* Task prompt *
Copy nothing from the entries below except the lines from the one containing "let (hidden, w1, w2, _)" through the one containing "(2, 1), &Device::Cpu)?;", and copy those exactly.

(Collected data)
use candle_core::{DType, Device, IndexOp, Tensor};
use moe::{
    fused_experts, fused_experts_, fused_moe, fused_topk, moe_align_block_size, ExpertOptions, MoeKernelConfig,
    RoutingMethod,
};
use opkit_core::{testing::check_allclose, Result};
use proptest::prelude::*;
use quant_gemm::quantize_per_channel;

/// Dense candle evaluation of every routed expert.
fn reference(hidden: &Tensor, w1: &Tensor, w2: &Tensor, weights: &Tensor, ids: &Tensor) -> Result<Tensor> {
    let (m, _) = hidden.dims2()?;
    let ids = ids.to_vec2::<u32>()?;
    let weights = weights.to_vec2::<f32>()?;
    let mut rows = Vec::with_capacity(m);
    for (t, (ids, weights)) in ids.iter().zip(&weights).enumerate() {
        let x = hidden.i(t..t + 1)?;
        let mut acc = x.zeros_like()?;
        for (&e, &w) in ids.iter().zip(weights) {
            let h = x.matmul(&w1.i(e as usize)?.t()?)?.gelu()?;
            let y = h.matmul(&w2.i(e as usize)?.t()?)?;
            acc = (acc + (y * w as f64)?)?;
        }
        rows.push(acc);
    }
    Ok(Tensor::cat(&rows, 0)?)
}

fn problem(m: usize, k: usize, n: usize, e: usize, seed: u64) -> Result<(Tensor, Tensor, Tensor, Tensor)> {
    let device = Device::Cpu;
    let gen = |len: usize, salt: u64, amp: f32| -> Vec<f32> {
        (0..len)
            .map(|i| {
                let v = ((i as u64 * 2654435761 + seed * 97 + salt) % 1000) as f32 / 1000.0;
                (v - 0.5) * amp
            })
            .collect()
    };
    let hidden = Tensor::from_vec(gen(m * k, 1, 2.0), (m, k), &device)?;
    let w1 = Tensor::from_vec(gen(e * n * k, 2, 0.5), (e, n, k), &device)?;
    let w2 = Tensor::from_vec(gen(e * k * n, 3, 0.5), (e, k, n), &device)?;
    let gating = Tensor::from_vec(gen(m * e, 4, 4.0), (m, e), &device)?;
    Ok((hidden, w1, w2, gating))
}

proptest! {
    #![proptest_config(ProptestConfig::with_cases(16))]

    #[test]
    fn fused_experts_match_dense_reference(
        m in 1usize..24,
        e in 2usize..6,
        topk in 1usize..3,
        block in prop::sample::select(vec![1usize, 4, 16]),
        seed in 0u64..1000,
    ) {
        let (hidden, w1, w2, gating) = problem(m, 8, 12, e, seed).unwrap();
        let (weights, ids) = fused_topk(&gating, topk.min(e), true).unwrap();
        let opts = ExpertOptions::default().with_block_size(block).with_chunk_size(5);
        let got = fused_experts(&hidden, &w1, &w2, &weights, &ids, &opts).unwrap();
        let want = reference(&hidden, &w1, &w2, &weights, &ids).unwrap();
        let report = check_allclose(&got, &want, 1e-4, 1e-5, "fused_experts").unwrap();
        prop_assert!(report.passed, "{report:?}");
    }
}

#[test]
fn fused_moe_routes_then_evaluates() -> Result<()> {
    let (hidden, w1, w2, gating) = problem(6, 8, 16, 4, 7)?;
    let got = fused_moe(&hidden, &w1, &w2, &gating, 2, false, &RoutingMethod::TopK, &ExpertOptions::default())?;
    let (weights, ids) = fused_topk(&gating, 2, false)?;
    let want = reference(&hidden, &w1, &w2, &weights, &ids)?;
    assert!(check_allclose(&got, &want, 1e-4, 1e-5, "fused_moe")?.passed);
    Ok(())
}

#[test]
fn grouped_routing_stays_inside_kept_groups() -> Result<()> {
    let (hidden, w1, w2, gating) = problem(5, 8, 8, 8, 3)?;
    let routing = RoutingMethod::Grouped {
        num_expert_group: 4,
        topk_group: 1,
    };
    let (_, ids) = routing.route(&gating, 2, true)?;
    for row in ids.to_vec2::<u32>()? {
        assert_eq!(row[0] / 2, row[1] / 2, "{row:?} spans two groups");
    }
    let out = fused_moe(&hidden, &w1, &w2, &gating, 2, true, &routing, &ExpertOptions::default())?;
    assert_eq!(out.dims(), &[5, 8]);
    Ok(())
}

#[test]
fn int8_weights_track_float_weights() -> Result<()> {
    let (hidden, w1, w2, gating) = problem(4, 16, 8, 3, 11)?;
    let (weights, ids) = fused_topk(&gating, 2, true)?;
    let (e, n, k) = w1.dims3()?;
    // per-output-channel scales come back as [E, 1, rows]
    let (q1, s1) = quantize_per_channel(&w1)?;
    let (q2, s2) = quantize_per_channel(&w2)?;
    let opts = ExpertOptions::int8_w8a16(s1.reshape((e, n))?, s2.reshape((e, k))?);
    let got = fused_experts(&hidden, &q1, &q2, &weights, &ids, &opts)?;
    let want = fused_experts(&hidden, &w1, &w2, &weights, &ids, &ExpertOptions::default())?;
    assert!(check_allclose(&got, &want, 5e-2, 2e-2, "int8_w8a16")?.passed);
    Ok(())
}

#[test]
fn bf16_hidden_keeps_its_dtype() -> Result<()> {
    let (hidden, w1, w2, gating) = problem(3, 8, 8, 2, 5)?;
    let out = fused_moe(
        &hidden.to_dtype(DType::BF16)?,
        &w1,
        &w2,
        &gating,
        1,
        false,
        &RoutingMethod::TopK,
        &ExpertOptions::default(),
    )?;
    assert_eq!(out.dtype(), DType::BF16);
    Ok(())
}

#[test]
fn align_tensor_export_pads_every_expert_run() -> Result<()> {
    let ids = Tensor::from_vec(vec![0u32, 0, 0, 2, 2], (5, 1), &Device::Cpu)?;
    let aligned = moe_align_block_size(&ids, 4, 3)?;
    assert_eq!(aligned.num_tokens_post_padded, 8);
    assert_eq!(aligned.sorted_token_ids.to_vec1::<u32>()?, vec![0, 1, 2, 5, 3, 4, 5, 5]);
    assert_eq!(aligned.expert_ids.to_vec1::<u32>()?, vec![0, 2]);
    assert_eq!(aligned.token_nums.to_vec1::<u32>()?, vec![3, 2]);
    Ok(())
}

#[test]
fn out_of_range_expert_is_rejected() -> Result<()> {
    let (hidden, w1, w2, _) = problem(2, 8, 8, 2, 1)?;
    let weights = Tensor::ones((2, 1), DType::F32, &Device::Cpu)?;
    let ids = Tensor::from_vec(vec![0u32, 5], (2, 1), &Device::Cpu)?;
    assert!(fused_experts(&hidden, &w1, &w2, &weights, &ids, &ExpertOptions::default()).is_err());
    Ok(())
}

#[test]
fn small_tiles_and_groups_match_reference() -> Result<()> {
    let (hidden, w1, w2, gating) = problem(9, 20, 12, 4, 13)?;
    let (weights, ids) = fused_topk(&gating, 2, true)?;
    let config = MoeKernelConfig {
        block_size_m: 2,
        block_size_n: 5,
        block_size_k: 3,
        group_size_m: 3,
    };
    let got = fused_experts(&hidden, &w1, &w2, &weights, &ids, &ExpertOptions::default().with_config(config))?;
    let want = reference(&hidden, &w1, &w2, &weights, &ids)?;
    let report = check_allclose(&got, &want, 1e-4, 1e-5, "tiled fused_experts")?;
    assert!(report.passed, "{report:?}");
    Ok(())
}

#[test]
fn zero_sized_override_is_rejected() -> Result<()> {
    let (hidden, w1, w2, gating) = problem(2, 8, 8, 2, 1)?;
    let (weights, ids) = fused_topk(&gating, 1, false)?;
    let config = MoeKernelConfig {
        block_size_k: 0,
        ..MoeKernelConfig::default()
    };
    let opts = ExpertOptions::default().with_config(config);
    assert!(fused_experts(&hidden, &w1, &w2, &weights, &ids, &opts).is_err());
    Ok(())
}

#[test]
fn in_place_matches_out_of_place() -> Result<()> {
    let (hidden, w1, w2, gating) = problem(7, 8, 12, 3, 17)?;
    let (weights, ids) = fused_topk(&gating, 2, true)?;
    let want = fused_experts(&hidden, &w1, &w2, &weights, &ids, &ExpertOptions::default())?;

    let target = hidden.copy()?;
    fused_experts_(&target, &w1, &w2, &weights, &ids, &ExpertOptions::default())?;
    assert_eq!(target.to_vec2::<f32>()?, want.to_vec2::<f32>()?);
    // the source operand is untouched
    assert_ne!(hidden.to_vec2::<f32>()?, want.to_vec2::<f32>()?);

    let half = hidden.to_dtype(DType::BF16)?;
    let expected = fused_experts(&half, &w1, &w2, &weights, &ids, &ExpertOptions::default())?;
    let returned = fused_moe(
        &half,
        &w1,
        &w2,
        &gating,
        2,
        true,
        &RoutingMethod::TopK,
        &ExpertOptions::default().in_place(),
    )?;
    assert_eq!(half.dtype(), DType::BF16);
    assert_eq!(half.to_dtype(DType::F32)?.to_vec2::<f32>()?, expected.to_dtype(DType::F32)?.to_vec2::<f32>()?);
    assert_eq!(returned.to_dtype(DType::F32)?.to_vec2::<f32>()?, expected.to_dtype(DType::F32)?.to_vec2::<f32>()?);
    Ok(())
}

#[test]
fn in_place_needs_a_contiguous_target() -> Result<()> {
    let (hidden, w1, w2, gating) = problem(4, 4, 8, 2, 2)?;
    let (weights, ids) = fused_topk(&gating, 1, false)?;
    // [4, 4] transposed keeps the shape but not the layout
    let strided = hidden.t()?;
    assert!(fused_experts_(&strided, &w1, &w2, &weights, &ids, &ExpertOptions::default()).is_err());
    Ok(())
}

* Answer for this exercise *
    let (hidden, w1, w2, _) = problem(2, 8, 8, 2, 1)?;
    let weights = Tensor::ones((2, 1), DType::F32, &Device::Cpu)?;
    let ids = Tensor::from_vec(vec![0u32, 5], (2, 1), &Device::Cpu)?;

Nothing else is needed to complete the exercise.